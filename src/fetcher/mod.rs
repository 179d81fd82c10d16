//! Streamed transfer of one remote stream into a local temporary file.

use crate::error::{Error, Result};
use crate::model::{LocalArtifact, StreamDescriptor};
use crate::utils::file_system;
use async_trait::async_trait;
use futures_util::StreamExt;
use reqwest::header::USER_AGENT;
use std::fmt;
use std::path::Path;
use std::time::Duration;
use tokio::io::AsyncWriteExt;

const BROWSER_USER_AGENT: &str = "Mozilla/5.0 (Windows NT 10.0; Win64; x64) AppleWebKit/537.36 (KHTML, like Gecko) Chrome/91.0.4472.124 Safari/537.36";

/// Moves one remote stream's bytes to a local destination.
///
/// The pipeline goes through this seam rather than a concrete client, the
/// same way catalog resolution goes through [`CatalogProvider`], so
/// transfers can be substituted.
///
/// [`CatalogProvider`]: crate::resolver::CatalogProvider
#[async_trait]
pub trait StreamTransfer: Send + Sync {
    /// Streams the descriptor's remote bytes into `destination`.
    ///
    /// # Errors
    ///
    /// Returns [`Error::Transfer`] on any network or I/O failure during the
    /// transfer, carrying the underlying message.
    async fn fetch(
        &self,
        descriptor: &StreamDescriptor,
        destination: &Path,
    ) -> Result<LocalArtifact>;
}

/// Downloads stream bytes to the local file system.
///
/// The destination file is created before the transfer begins and is left in
/// place on failure for inspection; the returned error tells the pipeline
/// the artifact is not usable. Retrying is the orchestrator's concern, not
/// the fetcher's.
pub struct Fetcher {
    client: reqwest::Client,
}

impl fmt::Display for Fetcher {
    fn fmt(&self, f: &mut fmt::Formatter<'_>) -> fmt::Result {
        write!(f, "Fetcher")
    }
}

impl Fetcher {
    /// Creates a fetcher with its own connection pool.
    ///
    /// # Errors
    ///
    /// Returns an error if the HTTP client could not be built.
    pub fn new() -> Result<Self> {
        let client = reqwest::Client::builder()
            .connect_timeout(Duration::from_secs(30))
            .build()?;

        Ok(Self { client })
    }
}

#[async_trait]
impl StreamTransfer for Fetcher {
    async fn fetch(
        &self,
        descriptor: &StreamDescriptor,
        destination: &Path,
    ) -> Result<LocalArtifact> {
        tracing::debug!(
            stream = %descriptor.id,
            kind = %descriptor.kind,
            destination = ?destination,
            "starting stream transfer"
        );

        file_system::create_parent_dir(destination)?;

        // The file exists before the first byte arrives; a failed transfer
        // leaves it behind for the caller to inspect or clean up.
        let mut dest = file_system::create_file(destination).await?;

        let response = self
            .client
            .get(&descriptor.url)
            .header(USER_AGENT, BROWSER_USER_AGENT)
            .send()
            .await
            .map_err(|e| Error::Transfer(e.to_string()))?
            .error_for_status()
            .map_err(|e| Error::Transfer(e.to_string()))?;

        let mut stream = response.bytes_stream();

        // Buffer writes to avoid a syscall per network chunk.
        let mut buffer = Vec::with_capacity(1024 * 1024);

        while let Some(chunk) = stream.next().await {
            let chunk = chunk.map_err(|e| Error::Transfer(e.to_string()))?;
            buffer.extend_from_slice(&chunk);

            if buffer.len() >= 1024 * 1024 {
                dest.write_all(&buffer)
                    .await
                    .map_err(|e| Error::Transfer(e.to_string()))?;
                buffer.clear();
            }
        }

        if !buffer.is_empty() {
            dest.write_all(&buffer)
                .await
                .map_err(|e| Error::Transfer(e.to_string()))?;
        }

        dest.flush()
            .await
            .map_err(|e| Error::Transfer(e.to_string()))?;

        tracing::debug!(stream = %descriptor.id, "stream transfer complete");

        Ok(LocalArtifact {
            path: destination.to_path_buf(),
            temporary: true,
        })
    }
}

———

Exact reproduction of the entire listing is required.

▸ **Task result**
filename src/fetcher/mod.rs
repository 179d81fd82c10d16
//! Streamed transfer of one remote stream into a local temporary file.

use crate::error::{Error, Result};
use crate::model::{LocalArtifact, StreamDescriptor};
use crate::utils::file_system;
use async_trait::async_trait;
use futures_util::StreamExt;
use reqwest::header::USER_AGENT;
use std::fmt;
use std::path::Path;
use std::time::Duration;
use tokio::io::AsyncWriteExt;

const BROWSER_USER_AGENT: &str = "Mozilla/5.0 (Windows NT 10.0; Win64; x64) AppleWebKit/537.36 (KHTML, like Gecko) Chrome/91.0.4472.124 Safari/537.36";

/// Moves one remote stream's bytes to a local destination.
///
/// The pipeline goes through this seam rather than a concrete client, the
/// same way catalog resolution goes through [`CatalogProvider`], so
/// transfers can be substituted.
///
/// [`CatalogProvider`]: crate::resolver::CatalogProvider
#[async_trait]
pub trait StreamTransfer: Send + Sync {
    /// Streams the descriptor's remote bytes into `destination`.
    ///
    /// # Errors
    ///
    /// Returns [`Error::Transfer`] on any network or I/O failure during the
    /// transfer, carrying the underlying message.
    async fn fetch(
        &self,
        descriptor: &StreamDescriptor,
        destination: &Path,
    ) -> Result<LocalArtifact>;
}

/// Downloads stream bytes to the local file system.
///
/// The destination file is created before the transfer begins and is left in
/// place on failure for inspection; the returned error tells the pipeline
/// the artifact is not usable. Retrying is the orchestrator's concern, not
/// the fetcher's.
pub struct Fetcher {
    client: reqwest::Client,
}

impl fmt::Display for Fetcher {
    fn fmt(&self, f: &mut fmt::Formatter<'_>) -> fmt::Result {
        write!(f, "Fetcher")
    }
}

impl Fetcher {
    /// Creates a fetcher with its own connection pool.
    ///
    /// # Errors
    ///
    /// Returns an error if the HTTP client could not be built.
    pub fn new() -> Result<Self> {
        let client = reqwest::Client::builder()
            .connect_timeout(Duration::from_secs(30))
            .build()?;

        Ok(Self { client })
    }
}

#[async_trait]
impl StreamTransfer for Fetcher {
    async fn fetch(
        &self,
        descriptor: &StreamDescriptor,
        destination: &Path,
    ) -> Result<LocalArtifact> {
        tracing::debug!(
            stream = %descriptor.id,
            kind = %descriptor.kind,
            destination = ?destination,
            "starting stream transfer"
        );

        file_system::create_parent_dir(destination)?;

        // The file exists before the first byte arrives; a failed transfer
        // leaves it behind for the caller to inspect or clean up.
        let mut dest = file_system::create_file(destination).await?;

        let response = self
            .client
            .get(&descriptor.url)
            .header(USER_AGENT, BROWSER_USER_AGENT)
            .send()
            .await
            .map_err(|e| Error::Transfer(e.to_string()))?
            .error_for_status()
            .map_err(|e| Error::Transfer(e.to_string()))?;

        let mut stream = response.bytes_stream();

        // Buffer writes to avoid a syscall per network chunk.
        let mut buffer = Vec::with_capacity(1024 * 1024);

        while let Some(chunk) = stream.next().await {
            let chunk = chunk.map_err(|e| Error::Transfer(e.to_string()))?;
            buffer.extend_from_slice(&chunk);

            if buffer.len() >= 1024 * 1024 {
                dest.write_all(&buffer)
                    .await
                    .map_err(|e| Error::Transfer(e.to_string()))?;
                buffer.clear();
            }
        }

        if !buffer.is_empty() {
            dest.write_all(&buffer)
                .await
                .map_err(|e| Error::Transfer(e.to_string()))?;
        }

        dest.flush()
            .await
            .map_err(|e| Error::Transfer(e.to_string()))?;

        tracing::debug!(stream = %descriptor.id, "stream transfer complete");

        Ok(LocalArtifact {
            path: destination.to_path_buf(),
            temporary: true,
        })
    }
}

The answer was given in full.